What this task involves
Search the material for the word "attachment" and copy each line that holds it.

Data records
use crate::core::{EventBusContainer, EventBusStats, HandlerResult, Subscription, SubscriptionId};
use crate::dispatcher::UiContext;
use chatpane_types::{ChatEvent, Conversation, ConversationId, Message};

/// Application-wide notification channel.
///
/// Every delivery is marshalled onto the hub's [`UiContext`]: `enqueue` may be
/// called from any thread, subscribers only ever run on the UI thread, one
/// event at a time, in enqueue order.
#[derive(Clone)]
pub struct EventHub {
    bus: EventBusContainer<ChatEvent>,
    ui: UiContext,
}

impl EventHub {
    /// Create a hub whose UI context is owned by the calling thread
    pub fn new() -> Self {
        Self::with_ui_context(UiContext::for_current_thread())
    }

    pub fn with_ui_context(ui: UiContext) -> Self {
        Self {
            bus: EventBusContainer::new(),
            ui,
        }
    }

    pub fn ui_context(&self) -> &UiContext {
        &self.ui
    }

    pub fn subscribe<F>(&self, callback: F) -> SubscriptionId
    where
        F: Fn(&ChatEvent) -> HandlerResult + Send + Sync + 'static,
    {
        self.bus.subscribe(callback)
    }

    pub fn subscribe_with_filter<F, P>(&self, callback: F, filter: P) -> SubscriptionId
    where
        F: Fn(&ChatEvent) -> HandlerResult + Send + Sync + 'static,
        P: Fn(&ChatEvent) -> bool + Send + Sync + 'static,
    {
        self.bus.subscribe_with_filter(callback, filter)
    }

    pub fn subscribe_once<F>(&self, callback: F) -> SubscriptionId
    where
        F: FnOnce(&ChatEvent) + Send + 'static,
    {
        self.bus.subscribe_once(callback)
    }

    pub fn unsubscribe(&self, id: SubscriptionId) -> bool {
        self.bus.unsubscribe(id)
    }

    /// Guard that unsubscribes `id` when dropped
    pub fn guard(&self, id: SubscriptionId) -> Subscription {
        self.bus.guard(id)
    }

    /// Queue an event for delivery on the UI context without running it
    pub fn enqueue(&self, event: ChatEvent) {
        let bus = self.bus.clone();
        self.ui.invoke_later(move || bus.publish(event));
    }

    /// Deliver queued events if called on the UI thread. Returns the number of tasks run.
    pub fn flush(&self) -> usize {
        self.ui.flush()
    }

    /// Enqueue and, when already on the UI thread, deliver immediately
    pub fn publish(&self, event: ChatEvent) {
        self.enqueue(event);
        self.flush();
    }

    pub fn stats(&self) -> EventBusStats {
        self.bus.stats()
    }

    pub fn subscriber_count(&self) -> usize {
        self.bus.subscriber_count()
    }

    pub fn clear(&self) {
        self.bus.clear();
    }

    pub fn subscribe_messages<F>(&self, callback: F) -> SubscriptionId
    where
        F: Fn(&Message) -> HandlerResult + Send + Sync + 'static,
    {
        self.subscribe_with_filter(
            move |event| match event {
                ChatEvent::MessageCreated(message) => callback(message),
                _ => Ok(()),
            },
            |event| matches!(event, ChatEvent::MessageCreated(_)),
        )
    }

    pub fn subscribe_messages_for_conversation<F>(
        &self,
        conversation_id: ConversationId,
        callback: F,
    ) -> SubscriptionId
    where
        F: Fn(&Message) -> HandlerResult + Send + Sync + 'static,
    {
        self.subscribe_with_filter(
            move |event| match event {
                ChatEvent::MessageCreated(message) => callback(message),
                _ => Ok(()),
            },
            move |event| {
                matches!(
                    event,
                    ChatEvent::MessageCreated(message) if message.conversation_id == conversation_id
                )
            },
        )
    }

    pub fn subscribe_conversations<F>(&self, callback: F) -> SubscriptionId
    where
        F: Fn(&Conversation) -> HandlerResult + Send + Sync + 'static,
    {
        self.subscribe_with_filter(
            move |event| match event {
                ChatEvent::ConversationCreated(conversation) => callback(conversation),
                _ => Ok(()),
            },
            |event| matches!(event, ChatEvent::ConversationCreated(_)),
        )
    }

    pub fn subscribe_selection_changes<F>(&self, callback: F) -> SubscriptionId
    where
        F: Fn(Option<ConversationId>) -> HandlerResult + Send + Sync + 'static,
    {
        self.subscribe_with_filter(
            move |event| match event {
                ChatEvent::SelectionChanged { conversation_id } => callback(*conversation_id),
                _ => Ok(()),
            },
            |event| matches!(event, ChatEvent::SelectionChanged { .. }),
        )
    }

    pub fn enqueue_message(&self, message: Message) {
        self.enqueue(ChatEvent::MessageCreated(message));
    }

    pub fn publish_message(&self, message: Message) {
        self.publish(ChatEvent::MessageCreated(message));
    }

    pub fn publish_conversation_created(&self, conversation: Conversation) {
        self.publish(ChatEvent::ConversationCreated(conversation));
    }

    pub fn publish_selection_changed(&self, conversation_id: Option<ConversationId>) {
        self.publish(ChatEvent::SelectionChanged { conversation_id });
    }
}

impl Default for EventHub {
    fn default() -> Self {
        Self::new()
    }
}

--

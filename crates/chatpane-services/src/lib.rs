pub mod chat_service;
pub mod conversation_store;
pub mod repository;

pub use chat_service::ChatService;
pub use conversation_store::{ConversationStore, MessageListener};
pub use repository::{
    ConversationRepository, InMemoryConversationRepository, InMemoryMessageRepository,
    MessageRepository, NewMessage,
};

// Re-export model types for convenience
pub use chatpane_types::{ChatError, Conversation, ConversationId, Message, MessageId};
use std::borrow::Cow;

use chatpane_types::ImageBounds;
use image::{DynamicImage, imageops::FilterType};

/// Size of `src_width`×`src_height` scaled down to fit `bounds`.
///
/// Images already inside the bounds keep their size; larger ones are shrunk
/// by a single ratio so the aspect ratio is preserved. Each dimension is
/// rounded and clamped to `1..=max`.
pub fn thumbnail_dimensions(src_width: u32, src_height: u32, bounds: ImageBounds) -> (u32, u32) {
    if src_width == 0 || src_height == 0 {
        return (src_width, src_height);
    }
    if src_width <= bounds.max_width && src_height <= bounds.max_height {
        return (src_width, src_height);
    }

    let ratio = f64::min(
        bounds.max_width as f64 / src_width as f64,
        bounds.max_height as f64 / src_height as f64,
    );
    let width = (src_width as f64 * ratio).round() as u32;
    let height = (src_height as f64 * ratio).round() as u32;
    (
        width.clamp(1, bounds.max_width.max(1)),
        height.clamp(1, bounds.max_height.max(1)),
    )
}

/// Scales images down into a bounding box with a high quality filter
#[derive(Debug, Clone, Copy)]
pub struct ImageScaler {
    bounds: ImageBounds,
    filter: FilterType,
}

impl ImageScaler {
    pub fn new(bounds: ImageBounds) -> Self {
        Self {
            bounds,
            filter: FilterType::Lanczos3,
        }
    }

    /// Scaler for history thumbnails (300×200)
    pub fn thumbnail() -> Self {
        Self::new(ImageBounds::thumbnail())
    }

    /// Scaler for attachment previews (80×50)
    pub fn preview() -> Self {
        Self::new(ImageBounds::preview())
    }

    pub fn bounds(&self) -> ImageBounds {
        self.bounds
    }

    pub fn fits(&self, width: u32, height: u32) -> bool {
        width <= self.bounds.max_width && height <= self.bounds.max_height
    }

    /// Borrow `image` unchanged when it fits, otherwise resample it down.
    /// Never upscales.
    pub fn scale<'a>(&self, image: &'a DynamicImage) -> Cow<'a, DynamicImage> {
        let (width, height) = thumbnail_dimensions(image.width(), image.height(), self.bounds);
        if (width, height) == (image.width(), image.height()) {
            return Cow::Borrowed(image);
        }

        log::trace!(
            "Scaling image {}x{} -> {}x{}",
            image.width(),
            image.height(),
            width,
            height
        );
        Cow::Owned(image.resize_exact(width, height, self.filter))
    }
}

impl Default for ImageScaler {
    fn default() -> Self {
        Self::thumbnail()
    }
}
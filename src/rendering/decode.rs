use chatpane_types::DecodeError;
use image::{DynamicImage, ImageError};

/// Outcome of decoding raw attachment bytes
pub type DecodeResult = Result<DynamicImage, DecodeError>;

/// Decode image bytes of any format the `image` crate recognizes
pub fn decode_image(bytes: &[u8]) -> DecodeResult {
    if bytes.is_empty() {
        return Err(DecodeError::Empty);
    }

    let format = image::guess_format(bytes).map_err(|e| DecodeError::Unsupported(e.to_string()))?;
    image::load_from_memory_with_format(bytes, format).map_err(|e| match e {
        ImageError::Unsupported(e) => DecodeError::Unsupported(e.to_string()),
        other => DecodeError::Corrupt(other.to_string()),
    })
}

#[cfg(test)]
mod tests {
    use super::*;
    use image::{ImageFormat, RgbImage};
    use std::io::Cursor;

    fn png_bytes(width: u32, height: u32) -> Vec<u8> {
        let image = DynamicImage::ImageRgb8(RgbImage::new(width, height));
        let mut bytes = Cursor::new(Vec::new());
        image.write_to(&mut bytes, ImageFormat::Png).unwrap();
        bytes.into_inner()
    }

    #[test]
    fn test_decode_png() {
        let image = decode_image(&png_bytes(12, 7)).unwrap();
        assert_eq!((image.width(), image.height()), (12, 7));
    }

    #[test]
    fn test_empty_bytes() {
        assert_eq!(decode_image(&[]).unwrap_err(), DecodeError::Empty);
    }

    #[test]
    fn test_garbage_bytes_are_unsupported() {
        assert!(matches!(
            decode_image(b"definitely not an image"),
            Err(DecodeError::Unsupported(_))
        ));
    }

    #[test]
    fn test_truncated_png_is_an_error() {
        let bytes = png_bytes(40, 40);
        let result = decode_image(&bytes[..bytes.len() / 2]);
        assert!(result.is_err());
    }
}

Solution for this problem
    /// Scaler for attachment previews (80×50)
/// Outcome of decoding raw attachment bytes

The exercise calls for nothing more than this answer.